═════ Given records

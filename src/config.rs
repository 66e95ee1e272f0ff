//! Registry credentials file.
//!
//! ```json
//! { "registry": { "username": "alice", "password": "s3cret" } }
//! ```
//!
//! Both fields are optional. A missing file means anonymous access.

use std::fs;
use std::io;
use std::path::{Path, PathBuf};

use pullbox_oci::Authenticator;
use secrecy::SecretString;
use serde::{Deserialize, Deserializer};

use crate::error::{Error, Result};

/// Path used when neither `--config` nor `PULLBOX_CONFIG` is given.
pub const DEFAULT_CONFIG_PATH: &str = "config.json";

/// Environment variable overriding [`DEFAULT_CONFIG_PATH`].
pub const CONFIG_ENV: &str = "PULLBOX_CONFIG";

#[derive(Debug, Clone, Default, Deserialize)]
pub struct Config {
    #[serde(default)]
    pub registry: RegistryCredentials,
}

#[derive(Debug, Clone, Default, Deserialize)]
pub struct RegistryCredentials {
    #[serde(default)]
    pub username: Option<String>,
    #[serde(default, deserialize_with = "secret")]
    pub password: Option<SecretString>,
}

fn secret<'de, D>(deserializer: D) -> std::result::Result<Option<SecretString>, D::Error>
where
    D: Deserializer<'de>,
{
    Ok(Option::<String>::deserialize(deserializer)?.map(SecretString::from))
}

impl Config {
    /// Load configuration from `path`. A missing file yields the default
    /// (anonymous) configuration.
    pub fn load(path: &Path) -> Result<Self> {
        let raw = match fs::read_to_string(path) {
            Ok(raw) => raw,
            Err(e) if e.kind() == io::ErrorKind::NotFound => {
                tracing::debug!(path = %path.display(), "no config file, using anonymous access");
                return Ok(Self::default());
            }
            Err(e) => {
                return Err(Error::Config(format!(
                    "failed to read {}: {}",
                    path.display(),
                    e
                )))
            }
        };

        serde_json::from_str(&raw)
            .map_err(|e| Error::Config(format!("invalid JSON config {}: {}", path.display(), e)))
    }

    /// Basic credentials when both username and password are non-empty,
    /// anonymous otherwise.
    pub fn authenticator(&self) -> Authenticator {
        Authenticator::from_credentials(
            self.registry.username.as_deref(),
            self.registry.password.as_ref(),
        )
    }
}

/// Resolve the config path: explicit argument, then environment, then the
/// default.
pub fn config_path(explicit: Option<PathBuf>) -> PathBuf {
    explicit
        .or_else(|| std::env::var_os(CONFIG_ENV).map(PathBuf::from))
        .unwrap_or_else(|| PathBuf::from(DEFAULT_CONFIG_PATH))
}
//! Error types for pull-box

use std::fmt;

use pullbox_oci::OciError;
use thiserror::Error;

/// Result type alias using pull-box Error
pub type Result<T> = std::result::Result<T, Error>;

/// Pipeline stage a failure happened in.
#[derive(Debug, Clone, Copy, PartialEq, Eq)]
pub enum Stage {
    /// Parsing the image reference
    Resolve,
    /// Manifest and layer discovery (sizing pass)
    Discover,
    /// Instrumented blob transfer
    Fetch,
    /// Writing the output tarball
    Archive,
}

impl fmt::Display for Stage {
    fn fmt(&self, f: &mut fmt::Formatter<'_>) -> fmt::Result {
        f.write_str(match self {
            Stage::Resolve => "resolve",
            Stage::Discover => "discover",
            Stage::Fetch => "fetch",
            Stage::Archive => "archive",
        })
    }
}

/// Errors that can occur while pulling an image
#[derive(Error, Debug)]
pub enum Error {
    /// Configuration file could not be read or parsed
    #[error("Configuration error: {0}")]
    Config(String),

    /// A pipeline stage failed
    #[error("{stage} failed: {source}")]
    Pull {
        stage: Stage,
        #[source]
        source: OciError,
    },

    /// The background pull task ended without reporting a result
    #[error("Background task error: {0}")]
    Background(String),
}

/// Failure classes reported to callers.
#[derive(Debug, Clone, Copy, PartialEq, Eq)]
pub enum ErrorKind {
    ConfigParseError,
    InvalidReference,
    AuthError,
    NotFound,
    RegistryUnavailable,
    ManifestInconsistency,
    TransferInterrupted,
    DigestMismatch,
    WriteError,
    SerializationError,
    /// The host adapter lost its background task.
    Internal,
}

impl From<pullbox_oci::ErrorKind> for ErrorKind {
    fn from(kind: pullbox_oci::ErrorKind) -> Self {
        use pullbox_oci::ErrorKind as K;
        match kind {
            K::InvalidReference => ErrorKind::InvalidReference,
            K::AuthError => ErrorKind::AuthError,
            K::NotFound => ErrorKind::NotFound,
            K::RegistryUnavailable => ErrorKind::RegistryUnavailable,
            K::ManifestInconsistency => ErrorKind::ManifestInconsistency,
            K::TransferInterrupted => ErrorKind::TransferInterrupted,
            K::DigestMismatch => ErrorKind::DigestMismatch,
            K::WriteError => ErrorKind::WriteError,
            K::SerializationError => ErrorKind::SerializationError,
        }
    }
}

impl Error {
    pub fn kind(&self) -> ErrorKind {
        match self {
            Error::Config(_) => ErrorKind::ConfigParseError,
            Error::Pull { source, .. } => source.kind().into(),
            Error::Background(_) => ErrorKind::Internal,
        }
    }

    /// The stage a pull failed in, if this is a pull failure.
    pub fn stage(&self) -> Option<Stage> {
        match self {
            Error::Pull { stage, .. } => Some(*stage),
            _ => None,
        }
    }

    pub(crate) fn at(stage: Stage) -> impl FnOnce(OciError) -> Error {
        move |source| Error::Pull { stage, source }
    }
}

══════════

-- Try it --
Scan the records above, then copy out each line that mentions "username".

-- Answer box --
//! { "registry": { "username": "alice", "password": "s3cret" } }
    pub username: Option<String>,
    /// Basic credentials when both username and password are non-empty,
            self.registry.username.as_deref(),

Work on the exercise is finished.